**Work to complete:** Quote every entry word for word.

**Exercise material:**
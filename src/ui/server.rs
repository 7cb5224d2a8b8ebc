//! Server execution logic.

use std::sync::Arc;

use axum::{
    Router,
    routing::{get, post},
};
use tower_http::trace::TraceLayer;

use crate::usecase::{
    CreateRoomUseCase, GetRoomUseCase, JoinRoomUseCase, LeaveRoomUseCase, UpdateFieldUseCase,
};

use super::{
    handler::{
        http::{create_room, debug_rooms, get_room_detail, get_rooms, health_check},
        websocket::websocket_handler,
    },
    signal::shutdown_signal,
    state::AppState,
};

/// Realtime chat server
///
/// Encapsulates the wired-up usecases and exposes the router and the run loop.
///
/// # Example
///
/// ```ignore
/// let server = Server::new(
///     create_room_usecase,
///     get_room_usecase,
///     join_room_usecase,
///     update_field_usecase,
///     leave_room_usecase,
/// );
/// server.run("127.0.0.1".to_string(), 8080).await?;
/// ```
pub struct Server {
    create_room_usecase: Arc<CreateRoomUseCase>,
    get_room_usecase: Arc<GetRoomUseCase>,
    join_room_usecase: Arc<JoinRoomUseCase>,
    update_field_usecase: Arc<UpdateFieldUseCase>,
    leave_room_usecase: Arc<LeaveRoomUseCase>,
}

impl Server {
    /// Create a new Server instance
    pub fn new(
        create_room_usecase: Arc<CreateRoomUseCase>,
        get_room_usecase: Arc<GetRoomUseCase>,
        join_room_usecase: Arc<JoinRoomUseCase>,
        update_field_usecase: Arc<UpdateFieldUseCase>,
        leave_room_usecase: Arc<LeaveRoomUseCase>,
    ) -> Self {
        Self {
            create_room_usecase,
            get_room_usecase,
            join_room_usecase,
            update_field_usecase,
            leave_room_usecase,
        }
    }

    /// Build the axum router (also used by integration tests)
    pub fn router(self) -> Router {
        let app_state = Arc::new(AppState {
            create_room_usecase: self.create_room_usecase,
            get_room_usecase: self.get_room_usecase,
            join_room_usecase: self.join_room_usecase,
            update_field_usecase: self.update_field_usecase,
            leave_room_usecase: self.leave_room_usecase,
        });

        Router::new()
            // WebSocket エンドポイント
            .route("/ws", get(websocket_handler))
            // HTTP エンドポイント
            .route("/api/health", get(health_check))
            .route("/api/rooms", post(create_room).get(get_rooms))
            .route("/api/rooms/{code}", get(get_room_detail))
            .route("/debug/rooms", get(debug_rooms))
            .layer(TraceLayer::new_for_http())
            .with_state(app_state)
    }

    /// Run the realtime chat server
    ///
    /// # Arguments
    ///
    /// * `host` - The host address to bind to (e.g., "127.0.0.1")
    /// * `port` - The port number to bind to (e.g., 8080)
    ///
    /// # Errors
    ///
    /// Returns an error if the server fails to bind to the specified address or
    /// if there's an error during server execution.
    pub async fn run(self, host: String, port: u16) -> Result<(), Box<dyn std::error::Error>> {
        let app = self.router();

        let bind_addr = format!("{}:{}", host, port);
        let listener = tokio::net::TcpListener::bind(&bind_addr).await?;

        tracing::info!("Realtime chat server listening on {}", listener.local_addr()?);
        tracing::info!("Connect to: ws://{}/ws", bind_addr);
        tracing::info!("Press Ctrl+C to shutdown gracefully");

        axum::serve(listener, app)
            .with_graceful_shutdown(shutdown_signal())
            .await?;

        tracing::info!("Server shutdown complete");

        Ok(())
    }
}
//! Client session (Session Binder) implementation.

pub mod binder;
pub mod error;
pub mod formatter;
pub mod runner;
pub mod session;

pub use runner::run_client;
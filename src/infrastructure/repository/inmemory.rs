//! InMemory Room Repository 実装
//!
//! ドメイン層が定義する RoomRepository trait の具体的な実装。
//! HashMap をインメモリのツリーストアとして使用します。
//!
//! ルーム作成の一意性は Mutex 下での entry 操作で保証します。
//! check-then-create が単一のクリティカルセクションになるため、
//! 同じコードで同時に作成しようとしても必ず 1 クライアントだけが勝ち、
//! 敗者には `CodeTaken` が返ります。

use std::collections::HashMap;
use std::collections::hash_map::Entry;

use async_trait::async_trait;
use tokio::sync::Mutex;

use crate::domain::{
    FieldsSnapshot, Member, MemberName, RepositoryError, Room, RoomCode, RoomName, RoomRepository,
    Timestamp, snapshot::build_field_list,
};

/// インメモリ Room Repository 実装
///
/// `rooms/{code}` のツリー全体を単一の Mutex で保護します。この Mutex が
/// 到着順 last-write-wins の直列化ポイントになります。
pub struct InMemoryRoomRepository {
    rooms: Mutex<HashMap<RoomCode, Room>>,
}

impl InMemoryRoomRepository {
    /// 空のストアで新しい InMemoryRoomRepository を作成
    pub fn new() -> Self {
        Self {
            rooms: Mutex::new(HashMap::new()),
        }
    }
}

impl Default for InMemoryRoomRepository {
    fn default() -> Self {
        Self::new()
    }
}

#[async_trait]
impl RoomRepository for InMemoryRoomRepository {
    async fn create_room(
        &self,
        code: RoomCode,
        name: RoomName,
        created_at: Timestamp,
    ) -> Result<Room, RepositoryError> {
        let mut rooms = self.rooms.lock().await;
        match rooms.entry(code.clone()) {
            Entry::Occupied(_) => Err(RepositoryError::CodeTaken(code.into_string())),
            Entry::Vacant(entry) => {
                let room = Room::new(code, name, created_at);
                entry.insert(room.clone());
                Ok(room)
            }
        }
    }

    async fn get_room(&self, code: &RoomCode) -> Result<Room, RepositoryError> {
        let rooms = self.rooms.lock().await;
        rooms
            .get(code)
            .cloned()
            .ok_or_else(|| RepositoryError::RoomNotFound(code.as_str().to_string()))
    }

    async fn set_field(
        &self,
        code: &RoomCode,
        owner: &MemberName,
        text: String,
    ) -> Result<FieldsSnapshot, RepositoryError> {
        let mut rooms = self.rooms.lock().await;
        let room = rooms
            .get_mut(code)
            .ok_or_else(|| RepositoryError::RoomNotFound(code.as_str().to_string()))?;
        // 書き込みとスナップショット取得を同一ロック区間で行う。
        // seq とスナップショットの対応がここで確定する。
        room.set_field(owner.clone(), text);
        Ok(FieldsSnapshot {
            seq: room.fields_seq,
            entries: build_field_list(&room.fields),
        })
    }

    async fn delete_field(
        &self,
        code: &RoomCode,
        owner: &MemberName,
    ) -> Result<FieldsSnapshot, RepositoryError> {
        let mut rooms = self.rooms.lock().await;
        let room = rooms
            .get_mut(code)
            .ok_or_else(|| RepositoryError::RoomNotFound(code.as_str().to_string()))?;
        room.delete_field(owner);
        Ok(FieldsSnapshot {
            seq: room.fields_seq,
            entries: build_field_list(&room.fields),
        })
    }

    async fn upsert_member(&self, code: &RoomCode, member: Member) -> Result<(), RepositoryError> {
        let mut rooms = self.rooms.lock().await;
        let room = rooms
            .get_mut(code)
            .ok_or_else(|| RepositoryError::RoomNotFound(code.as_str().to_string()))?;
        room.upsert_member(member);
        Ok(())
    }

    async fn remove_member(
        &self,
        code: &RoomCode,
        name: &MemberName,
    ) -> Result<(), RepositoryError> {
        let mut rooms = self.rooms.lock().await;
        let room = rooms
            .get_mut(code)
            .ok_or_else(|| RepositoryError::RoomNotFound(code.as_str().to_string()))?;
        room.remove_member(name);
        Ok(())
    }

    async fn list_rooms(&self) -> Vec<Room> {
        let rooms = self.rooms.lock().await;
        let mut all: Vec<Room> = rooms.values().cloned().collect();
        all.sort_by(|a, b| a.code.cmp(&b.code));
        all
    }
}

**Answer section:**
filename src/ui/server.rs
repository 7cb5224d2a8b8ebc
//! Server execution logic.

use std::sync::Arc;

use axum::{
    Router,
    routing::{get, post},
};
use tower_http::trace::TraceLayer;

use crate::usecase::{
    CreateRoomUseCase, GetRoomUseCase, JoinRoomUseCase, LeaveRoomUseCase, UpdateFieldUseCase,
};

use super::{
    handler::{
        http::{create_room, debug_rooms, get_room_detail, get_rooms, health_check},
        websocket::websocket_handler,
    },
    signal::shutdown_signal,
    state::AppState,
};

/// Realtime chat server
///
/// Encapsulates the wired-up usecases and exposes the router and the run loop.
///
/// # Example
///
/// ```ignore
/// let server = Server::new(
///     create_room_usecase,
///     get_room_usecase,
///     join_room_usecase,
///     update_field_usecase,
///     leave_room_usecase,
/// );
/// server.run("127.0.0.1".to_string(), 8080).await?;
/// ```
pub struct Server {
    create_room_usecase: Arc<CreateRoomUseCase>,
    get_room_usecase: Arc<GetRoomUseCase>,
    join_room_usecase: Arc<JoinRoomUseCase>,
    update_field_usecase: Arc<UpdateFieldUseCase>,
    leave_room_usecase: Arc<LeaveRoomUseCase>,
}

impl Server {
    /// Create a new Server instance
    pub fn new(
        create_room_usecase: Arc<CreateRoomUseCase>,
        get_room_usecase: Arc<GetRoomUseCase>,
        join_room_usecase: Arc<JoinRoomUseCase>,
        update_field_usecase: Arc<UpdateFieldUseCase>,
        leave_room_usecase: Arc<LeaveRoomUseCase>,
    ) -> Self {
        Self {
            create_room_usecase,
            get_room_usecase,
            join_room_usecase,
            update_field_usecase,
            leave_room_usecase,
        }
    }

    /// Build the axum router (also used by integration tests)
    pub fn router(self) -> Router {
        let app_state = Arc::new(AppState {
            create_room_usecase: self.create_room_usecase,
            get_room_usecase: self.get_room_usecase,
            join_room_usecase: self.join_room_usecase,
            update_field_usecase: self.update_field_usecase,
            leave_room_usecase: self.leave_room_usecase,
        });

        Router::new()
            // WebSocket エンドポイント
            .route("/ws", get(websocket_handler))
            // HTTP エンドポイント
            .route("/api/health", get(health_check))
            .route("/api/rooms", post(create_room).get(get_rooms))
            .route("/api/rooms/{code}", get(get_room_detail))
            .route("/debug/rooms", get(debug_rooms))
            .layer(TraceLayer::new_for_http())
            .with_state(app_state)
    }

    /// Run the realtime chat server
    ///
    /// # Arguments
    ///
    /// * `host` - The host address to bind to (e.g., "127.0.0.1")
    /// * `port` - The port number to bind to (e.g., 8080)
    ///
    /// # Errors
    ///
    /// Returns an error if the server fails to bind to the specified address or
    /// if there's an error during server execution.
    pub async fn run(self, host: String, port: u16) -> Result<(), Box<dyn std::error::Error>> {
        let app = self.router();

        let bind_addr = format!("{}:{}", host, port);
        let listener = tokio::net::TcpListener::bind(&bind_addr).await?;

        tracing::info!("Realtime chat server listening on {}", listener.local_addr()?);
        tracing::info!("Connect to: ws://{}/ws", bind_addr);
        tracing::info!("Press Ctrl+C to shutdown gracefully");

        axum::serve(listener, app)
            .with_graceful_shutdown(shutdown_signal())
            .await?;

        tracing::info!("Server shutdown complete");

        Ok(())
    }
}
//! Client session (Session Binder) implementation.

pub mod binder;
pub mod error;
pub mod formatter;
pub mod runner;
pub mod session;

pub use runner::run_client;
filename src/infrastructure/repository/inmemory.rs
//! InMemory Room Repository 実装
//!
//! ドメイン層が定義する RoomRepository trait の具体的な実装。
//! HashMap をインメモリのツリーストアとして使用します。
//!
//! ルーム作成の一意性は Mutex 下での entry 操作で保証します。
//! check-then-create が単一のクリティカルセクションになるため、
//! 同じコードで同時に作成しようとしても必ず 1 クライアントだけが勝ち、
//! 敗者には `CodeTaken` が返ります。

use std::collections::HashMap;
use std::collections::hash_map::Entry;

use async_trait::async_trait;
use tokio::sync::Mutex;

use crate::domain::{
    FieldsSnapshot, Member, MemberName, RepositoryError, Room, RoomCode, RoomName, RoomRepository,
    Timestamp, snapshot::build_field_list,
};

/// インメモリ Room Repository 実装
///
/// `rooms/{code}` のツリー全体を単一の Mutex で保護します。この Mutex が
/// 到着順 last-write-wins の直列化ポイントになります。
pub struct InMemoryRoomRepository {
    rooms: Mutex<HashMap<RoomCode, Room>>,
}

impl InMemoryRoomRepository {
    /// 空のストアで新しい InMemoryRoomRepository を作成
    pub fn new() -> Self {
        Self {
            rooms: Mutex::new(HashMap::new()),
        }
    }
}

impl Default for InMemoryRoomRepository {
    fn default() -> Self {
        Self::new()
    }
}

#[async_trait]
impl RoomRepository for InMemoryRoomRepository {
    async fn create_room(
        &self,
        code: RoomCode,
        name: RoomName,
        created_at: Timestamp,
    ) -> Result<Room, RepositoryError> {
        let mut rooms = self.rooms.lock().await;
        match rooms.entry(code.clone()) {
            Entry::Occupied(_) => Err(RepositoryError::CodeTaken(code.into_string())),
            Entry::Vacant(entry) => {
                let room = Room::new(code, name, created_at);
                entry.insert(room.clone());
                Ok(room)
            }
        }
    }

    async fn get_room(&self, code: &RoomCode) -> Result<Room, RepositoryError> {
        let rooms = self.rooms.lock().await;
        rooms
            .get(code)
            .cloned()
            .ok_or_else(|| RepositoryError::RoomNotFound(code.as_str().to_string()))
    }

    async fn set_field(
        &self,
        code: &RoomCode,
        owner: &MemberName,
        text: String,
    ) -> Result<FieldsSnapshot, RepositoryError> {
        let mut rooms = self.rooms.lock().await;
        let room = rooms
            .get_mut(code)
            .ok_or_else(|| RepositoryError::RoomNotFound(code.as_str().to_string()))?;
        // 書き込みとスナップショット取得を同一ロック区間で行う。
        // seq とスナップショットの対応がここで確定する。
        room.set_field(owner.clone(), text);
        Ok(FieldsSnapshot {
            seq: room.fields_seq,
            entries: build_field_list(&room.fields),
        })
    }

    async fn delete_field(
        &self,
        code: &RoomCode,
        owner: &MemberName,
    ) -> Result<FieldsSnapshot, RepositoryError> {
        let mut rooms = self.rooms.lock().await;
        let room = rooms
            .get_mut(code)
            .ok_or_else(|| RepositoryError::RoomNotFound(code.as_str().to_string()))?;
        room.delete_field(owner);
        Ok(FieldsSnapshot {
            seq: room.fields_seq,
            entries: build_field_list(&room.fields),
        })
    }

    async fn upsert_member(&self, code: &RoomCode, member: Member) -> Result<(), RepositoryError> {
        let mut rooms = self.rooms.lock().await;
        let room = rooms
            .get_mut(code)
            .ok_or_else(|| RepositoryError::RoomNotFound(code.as_str().to_string()))?;
        room.upsert_member(member);
        Ok(())
    }

    async fn remove_member(
        &self,
        code: &RoomCode,
        name: &MemberName,
    ) -> Result<(), RepositoryError> {
        let mut rooms = self.rooms.lock().await;
        let room = rooms
            .get_mut(code)
            .ok_or_else(|| RepositoryError::RoomNotFound(code.as_str().to_string()))?;
        room.remove_member(name);
        Ok(())
    }

    async fn list_rooms(&self) -> Vec<Room> {
        let rooms = self.rooms.lock().await;
        let mut all: Vec<Room> = rooms.values().cloned().collect();
        all.sort_by(|a, b| a.code.cmp(&b.code));
        all
    }
}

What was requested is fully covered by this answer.